Work order:
From the entries below, extract every line that includes the word "servos".

(Dataset excerpts)
-------------------------

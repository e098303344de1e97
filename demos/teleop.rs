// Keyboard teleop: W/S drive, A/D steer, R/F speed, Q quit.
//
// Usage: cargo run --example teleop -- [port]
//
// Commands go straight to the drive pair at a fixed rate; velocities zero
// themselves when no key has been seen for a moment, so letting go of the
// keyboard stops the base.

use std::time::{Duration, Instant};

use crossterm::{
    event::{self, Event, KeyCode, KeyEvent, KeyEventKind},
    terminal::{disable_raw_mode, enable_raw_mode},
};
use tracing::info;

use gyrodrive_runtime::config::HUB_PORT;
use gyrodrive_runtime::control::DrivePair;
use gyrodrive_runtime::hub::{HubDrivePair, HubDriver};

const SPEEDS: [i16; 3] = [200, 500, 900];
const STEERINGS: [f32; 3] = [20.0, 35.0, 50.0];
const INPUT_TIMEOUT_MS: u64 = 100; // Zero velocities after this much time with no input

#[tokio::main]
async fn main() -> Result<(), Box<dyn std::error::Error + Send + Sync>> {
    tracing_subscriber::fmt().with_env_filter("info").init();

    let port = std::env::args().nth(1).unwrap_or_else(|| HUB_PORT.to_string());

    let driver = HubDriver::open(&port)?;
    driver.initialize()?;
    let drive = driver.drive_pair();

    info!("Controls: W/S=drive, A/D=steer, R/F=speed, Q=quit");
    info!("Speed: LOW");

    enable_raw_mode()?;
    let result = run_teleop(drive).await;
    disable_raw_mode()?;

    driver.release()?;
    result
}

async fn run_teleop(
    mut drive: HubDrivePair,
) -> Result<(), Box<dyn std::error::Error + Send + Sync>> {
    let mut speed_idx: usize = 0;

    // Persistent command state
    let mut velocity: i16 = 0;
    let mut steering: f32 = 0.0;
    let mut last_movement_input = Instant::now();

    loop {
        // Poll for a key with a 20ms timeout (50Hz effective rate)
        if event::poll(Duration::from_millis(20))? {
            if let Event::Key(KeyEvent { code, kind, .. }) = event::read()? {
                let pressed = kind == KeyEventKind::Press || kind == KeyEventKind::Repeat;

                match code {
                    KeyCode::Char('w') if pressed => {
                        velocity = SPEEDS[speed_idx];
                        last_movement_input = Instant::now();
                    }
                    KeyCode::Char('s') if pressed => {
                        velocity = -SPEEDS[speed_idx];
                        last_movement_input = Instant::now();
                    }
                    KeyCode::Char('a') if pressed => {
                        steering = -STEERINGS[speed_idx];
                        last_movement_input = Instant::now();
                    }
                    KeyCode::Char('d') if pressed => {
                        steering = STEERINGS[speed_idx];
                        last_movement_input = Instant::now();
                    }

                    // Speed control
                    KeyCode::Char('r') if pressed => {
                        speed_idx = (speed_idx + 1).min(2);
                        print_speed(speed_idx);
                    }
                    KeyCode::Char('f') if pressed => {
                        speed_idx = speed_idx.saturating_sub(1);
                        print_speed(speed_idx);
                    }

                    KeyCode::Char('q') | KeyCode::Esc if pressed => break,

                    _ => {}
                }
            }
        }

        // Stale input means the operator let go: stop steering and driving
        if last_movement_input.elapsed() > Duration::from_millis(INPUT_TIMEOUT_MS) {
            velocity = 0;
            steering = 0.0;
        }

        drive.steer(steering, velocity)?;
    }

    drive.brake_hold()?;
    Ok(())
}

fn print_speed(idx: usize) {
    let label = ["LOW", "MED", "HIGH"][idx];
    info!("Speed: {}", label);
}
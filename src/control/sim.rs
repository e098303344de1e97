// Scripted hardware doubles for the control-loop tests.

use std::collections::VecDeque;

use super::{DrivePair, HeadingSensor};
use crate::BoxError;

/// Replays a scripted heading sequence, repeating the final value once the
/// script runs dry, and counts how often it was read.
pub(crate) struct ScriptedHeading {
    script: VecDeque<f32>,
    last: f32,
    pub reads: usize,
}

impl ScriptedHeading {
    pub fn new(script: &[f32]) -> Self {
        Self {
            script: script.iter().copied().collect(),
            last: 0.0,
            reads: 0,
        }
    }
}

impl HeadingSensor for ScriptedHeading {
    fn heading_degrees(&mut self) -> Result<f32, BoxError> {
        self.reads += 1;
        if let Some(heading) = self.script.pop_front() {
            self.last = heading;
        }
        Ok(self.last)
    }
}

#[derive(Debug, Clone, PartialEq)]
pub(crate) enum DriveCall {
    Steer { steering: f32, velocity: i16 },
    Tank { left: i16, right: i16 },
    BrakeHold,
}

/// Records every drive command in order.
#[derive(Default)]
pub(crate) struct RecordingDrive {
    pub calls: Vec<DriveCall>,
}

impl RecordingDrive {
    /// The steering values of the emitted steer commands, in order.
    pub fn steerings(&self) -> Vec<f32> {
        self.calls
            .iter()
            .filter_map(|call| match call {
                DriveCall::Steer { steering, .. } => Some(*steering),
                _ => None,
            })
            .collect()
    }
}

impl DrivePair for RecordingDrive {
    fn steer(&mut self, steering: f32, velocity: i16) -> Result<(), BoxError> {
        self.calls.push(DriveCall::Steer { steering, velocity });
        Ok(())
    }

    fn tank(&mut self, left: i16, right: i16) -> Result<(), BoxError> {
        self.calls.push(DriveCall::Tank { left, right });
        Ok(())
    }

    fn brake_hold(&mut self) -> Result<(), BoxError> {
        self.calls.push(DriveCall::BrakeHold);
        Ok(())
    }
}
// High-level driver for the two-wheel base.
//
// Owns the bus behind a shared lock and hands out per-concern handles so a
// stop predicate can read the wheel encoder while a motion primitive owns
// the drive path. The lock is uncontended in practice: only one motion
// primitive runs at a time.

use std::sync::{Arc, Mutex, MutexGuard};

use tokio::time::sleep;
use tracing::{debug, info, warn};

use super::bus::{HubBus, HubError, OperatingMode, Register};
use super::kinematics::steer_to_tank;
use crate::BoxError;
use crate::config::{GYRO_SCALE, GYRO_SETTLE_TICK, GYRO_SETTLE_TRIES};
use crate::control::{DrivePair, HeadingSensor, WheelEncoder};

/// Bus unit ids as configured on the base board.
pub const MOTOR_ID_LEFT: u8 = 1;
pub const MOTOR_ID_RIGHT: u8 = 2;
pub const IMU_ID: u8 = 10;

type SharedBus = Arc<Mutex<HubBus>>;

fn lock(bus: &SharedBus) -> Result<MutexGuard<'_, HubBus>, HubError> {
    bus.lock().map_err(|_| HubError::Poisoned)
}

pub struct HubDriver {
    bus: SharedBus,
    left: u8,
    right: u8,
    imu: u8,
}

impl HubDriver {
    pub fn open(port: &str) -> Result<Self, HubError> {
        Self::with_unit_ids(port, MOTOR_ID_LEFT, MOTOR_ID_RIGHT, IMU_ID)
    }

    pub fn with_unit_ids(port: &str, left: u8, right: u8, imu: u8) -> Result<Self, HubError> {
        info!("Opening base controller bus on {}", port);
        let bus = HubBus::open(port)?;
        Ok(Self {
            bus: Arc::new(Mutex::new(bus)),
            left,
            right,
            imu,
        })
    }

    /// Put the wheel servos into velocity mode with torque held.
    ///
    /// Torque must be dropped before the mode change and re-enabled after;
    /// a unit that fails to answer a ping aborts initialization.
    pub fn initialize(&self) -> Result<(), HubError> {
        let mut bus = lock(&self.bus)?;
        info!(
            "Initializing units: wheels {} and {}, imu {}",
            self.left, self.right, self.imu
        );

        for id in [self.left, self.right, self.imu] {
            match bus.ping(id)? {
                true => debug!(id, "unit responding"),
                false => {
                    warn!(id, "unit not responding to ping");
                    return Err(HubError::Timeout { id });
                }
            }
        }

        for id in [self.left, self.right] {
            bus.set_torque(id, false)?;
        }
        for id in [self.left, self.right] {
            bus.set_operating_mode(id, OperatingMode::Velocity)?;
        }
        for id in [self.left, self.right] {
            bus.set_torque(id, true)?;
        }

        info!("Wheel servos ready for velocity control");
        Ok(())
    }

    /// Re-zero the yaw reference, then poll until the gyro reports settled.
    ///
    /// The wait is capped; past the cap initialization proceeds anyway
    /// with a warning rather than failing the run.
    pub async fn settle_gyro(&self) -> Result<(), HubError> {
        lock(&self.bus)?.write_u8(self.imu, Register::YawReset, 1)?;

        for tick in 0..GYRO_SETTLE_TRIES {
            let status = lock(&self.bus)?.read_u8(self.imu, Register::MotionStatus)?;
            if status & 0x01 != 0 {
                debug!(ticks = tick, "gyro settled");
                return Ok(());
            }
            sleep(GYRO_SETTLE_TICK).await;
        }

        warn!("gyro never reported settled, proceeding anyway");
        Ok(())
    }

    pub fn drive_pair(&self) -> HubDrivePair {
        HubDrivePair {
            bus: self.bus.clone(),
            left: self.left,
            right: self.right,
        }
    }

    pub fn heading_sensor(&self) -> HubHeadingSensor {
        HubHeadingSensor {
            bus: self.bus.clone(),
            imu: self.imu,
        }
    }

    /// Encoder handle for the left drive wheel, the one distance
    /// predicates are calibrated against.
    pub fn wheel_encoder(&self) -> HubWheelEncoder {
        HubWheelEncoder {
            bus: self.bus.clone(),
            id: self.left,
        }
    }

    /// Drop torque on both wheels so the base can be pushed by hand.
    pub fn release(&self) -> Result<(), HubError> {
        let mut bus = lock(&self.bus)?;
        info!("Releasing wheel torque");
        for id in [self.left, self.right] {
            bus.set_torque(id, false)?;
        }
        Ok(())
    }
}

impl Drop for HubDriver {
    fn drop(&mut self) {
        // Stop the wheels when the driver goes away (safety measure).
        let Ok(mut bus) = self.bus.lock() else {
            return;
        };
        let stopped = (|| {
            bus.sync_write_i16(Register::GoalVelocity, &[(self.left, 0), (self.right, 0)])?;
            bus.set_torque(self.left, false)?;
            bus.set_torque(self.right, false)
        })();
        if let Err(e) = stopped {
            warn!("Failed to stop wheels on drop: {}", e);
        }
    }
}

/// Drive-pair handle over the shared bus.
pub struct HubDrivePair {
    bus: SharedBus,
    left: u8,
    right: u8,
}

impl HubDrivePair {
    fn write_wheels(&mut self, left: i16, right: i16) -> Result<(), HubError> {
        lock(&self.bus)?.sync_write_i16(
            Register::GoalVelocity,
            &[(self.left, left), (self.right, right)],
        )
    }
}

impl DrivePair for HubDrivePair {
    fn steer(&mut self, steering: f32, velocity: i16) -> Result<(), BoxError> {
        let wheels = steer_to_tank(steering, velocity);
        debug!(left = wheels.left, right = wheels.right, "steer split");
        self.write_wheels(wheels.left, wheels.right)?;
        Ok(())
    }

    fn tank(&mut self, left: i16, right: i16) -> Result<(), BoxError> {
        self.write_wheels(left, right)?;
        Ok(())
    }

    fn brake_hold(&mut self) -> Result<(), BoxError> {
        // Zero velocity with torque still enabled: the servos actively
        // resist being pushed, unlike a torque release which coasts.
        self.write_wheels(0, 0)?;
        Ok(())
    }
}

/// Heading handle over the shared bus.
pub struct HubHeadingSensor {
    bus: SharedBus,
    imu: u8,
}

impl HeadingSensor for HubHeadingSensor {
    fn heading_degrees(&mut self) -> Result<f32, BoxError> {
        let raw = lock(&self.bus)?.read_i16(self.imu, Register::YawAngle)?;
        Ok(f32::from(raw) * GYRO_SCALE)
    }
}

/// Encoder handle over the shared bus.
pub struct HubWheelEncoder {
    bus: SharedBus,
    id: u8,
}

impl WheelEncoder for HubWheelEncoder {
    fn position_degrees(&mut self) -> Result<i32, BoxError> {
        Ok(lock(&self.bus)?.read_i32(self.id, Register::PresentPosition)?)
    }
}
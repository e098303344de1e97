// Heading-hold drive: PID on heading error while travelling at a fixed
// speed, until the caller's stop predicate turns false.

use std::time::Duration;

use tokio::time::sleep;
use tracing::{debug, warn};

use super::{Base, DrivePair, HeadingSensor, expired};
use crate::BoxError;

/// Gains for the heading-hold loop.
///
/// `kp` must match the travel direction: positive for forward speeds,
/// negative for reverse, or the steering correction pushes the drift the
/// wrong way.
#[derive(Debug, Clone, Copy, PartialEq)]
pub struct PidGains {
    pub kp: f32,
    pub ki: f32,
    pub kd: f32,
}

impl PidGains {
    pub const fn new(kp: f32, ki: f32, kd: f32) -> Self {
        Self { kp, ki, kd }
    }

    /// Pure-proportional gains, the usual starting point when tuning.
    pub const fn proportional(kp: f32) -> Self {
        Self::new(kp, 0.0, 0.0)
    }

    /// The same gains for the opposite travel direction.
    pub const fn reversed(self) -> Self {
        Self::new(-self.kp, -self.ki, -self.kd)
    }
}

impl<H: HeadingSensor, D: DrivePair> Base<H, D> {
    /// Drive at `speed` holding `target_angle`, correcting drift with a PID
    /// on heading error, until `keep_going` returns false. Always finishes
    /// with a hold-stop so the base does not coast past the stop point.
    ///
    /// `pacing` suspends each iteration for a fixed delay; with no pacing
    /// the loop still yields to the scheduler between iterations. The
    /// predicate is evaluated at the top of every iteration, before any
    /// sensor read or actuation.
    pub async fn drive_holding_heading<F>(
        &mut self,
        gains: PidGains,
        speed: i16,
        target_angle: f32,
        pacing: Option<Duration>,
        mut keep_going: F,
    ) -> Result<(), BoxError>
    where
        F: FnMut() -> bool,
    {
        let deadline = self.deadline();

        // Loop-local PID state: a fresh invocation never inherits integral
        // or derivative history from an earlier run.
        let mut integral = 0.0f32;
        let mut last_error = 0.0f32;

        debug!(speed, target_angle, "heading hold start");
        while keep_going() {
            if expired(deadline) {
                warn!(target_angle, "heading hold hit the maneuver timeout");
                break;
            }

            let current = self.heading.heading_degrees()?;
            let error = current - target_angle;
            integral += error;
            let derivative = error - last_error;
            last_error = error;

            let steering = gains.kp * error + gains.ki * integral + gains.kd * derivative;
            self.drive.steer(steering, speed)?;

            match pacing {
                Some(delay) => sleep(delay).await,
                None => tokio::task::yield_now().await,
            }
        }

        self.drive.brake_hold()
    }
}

-------------------------

Written response:
    /// Put the wheel servos into velocity mode with torque held.
        info!("Wheel servos ready for velocity control");
        // Zero velocity with torque still enabled: the servos actively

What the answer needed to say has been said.